I'm sorry if this sounds harsh. It's after 3 AM, and this is the sort of thing that should never and can only be said on such little sleep as I've had tonight. This isn't everyone in med school, but it's enough of you that I should probably say something. Frankly, a couple of weeks ago, it all crystallized after one particular comment and led to a three-hour cryfest on a bench in Morningside. I dislike cryfests, especially ones that are necessarily semi-public. I'd rather have things out, passive-aggressively, online!

[But then, you know. There was that moment when I mentioned that some of the narrative theory was pretty heavy, and someone said, What do you mean theory? and that was a lightbulb for me, because my background in complit presupposes theory (and in fact my literary theory class in college was one of the best, because I had a phenomenal professor who drew articulated lorries on the board to illustrate -- literally -- her point; you'd probably think she was odd too).

So even though I know that lots and lots of people get through their daily lives without knowing anything at all about story/discourse or signifying monkeys or laughing medusae, this was a moment of insight for me. Because I can totally see how, without any knowledge of the theoretical framework surrounding NM, you could think this is all just New-Age-y frou-frou stuff. We were never exposed to the theory in those second year short-courses, but that's the scaffold on which all of this is built.

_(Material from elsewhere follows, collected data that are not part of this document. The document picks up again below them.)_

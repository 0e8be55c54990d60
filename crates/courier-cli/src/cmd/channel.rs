use crate::cmd::{block_on, Session};
use crate::output::print_json;
use clap::Subcommand;
use std::path::Path;

#[derive(Subcommand)]
pub enum ChannelSubcommand {
    /// Show the channel id and device tags
    Show,
    /// Record the channel id assigned by the push provider
    Set {
        /// Channel id
        id: String,
    },
    /// Forget the channel id
    Clear,
}

pub fn run(root: &Path, subcmd: ChannelSubcommand, json: bool) -> anyhow::Result<()> {
    let session = Session::open(root)?;
    let channel = session.courier.channel().clone();

    match subcmd {
        ChannelSubcommand::Show => {
            let id = channel.id()?;
            let tags = channel.tags()?;
            if json {
                print_json(&serde_json::json!({ "id": id, "tags": tags }))?;
            } else {
                println!("channel id: {}", id.as_deref().unwrap_or("(none)"));
                let tags: Vec<String> = tags.into_iter().collect();
                println!("tags:       {}", tags.join(", "));
            }
        }
        ChannelSubcommand::Set { id } => {
            channel.set_id(Some(&id))?;
            // A new channel needs the current identity re-sent, or the
            // absence of one reported.
            let named_user = session.courier.named_user();
            if named_user.id()?.is_some() {
                named_user.force_update()?;
            } else {
                named_user.disassociate_if_null()?;
            }
            println!("Channel id set: {}", id.trim());
        }
        ChannelSubcommand::Clear => {
            channel.set_id(None)?;
            println!("Channel id cleared.");
        }
    }

    block_on(session.drain())?;
    Ok(())
}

I guess I'm trying to understand where the anti-NM sentiment is coming from, because I want to counteract it; I want to show you that this is not merely a serious course of study but also one that matters deeply. That's something that I feel intuitively, and I get that not everyone thinks with stories, and so on, but I think that's the source of the disconnect here.

But on the other hand, I have plenty of friends from high school and college who think in numbers and are now doing graduate work in things like math and physics and materials. I don't understand any of it, but clearly they do and are happy, and so it's cool. Why do med school people -- again, not all, but more than makes me comfortable -- like to hate on NM to me?]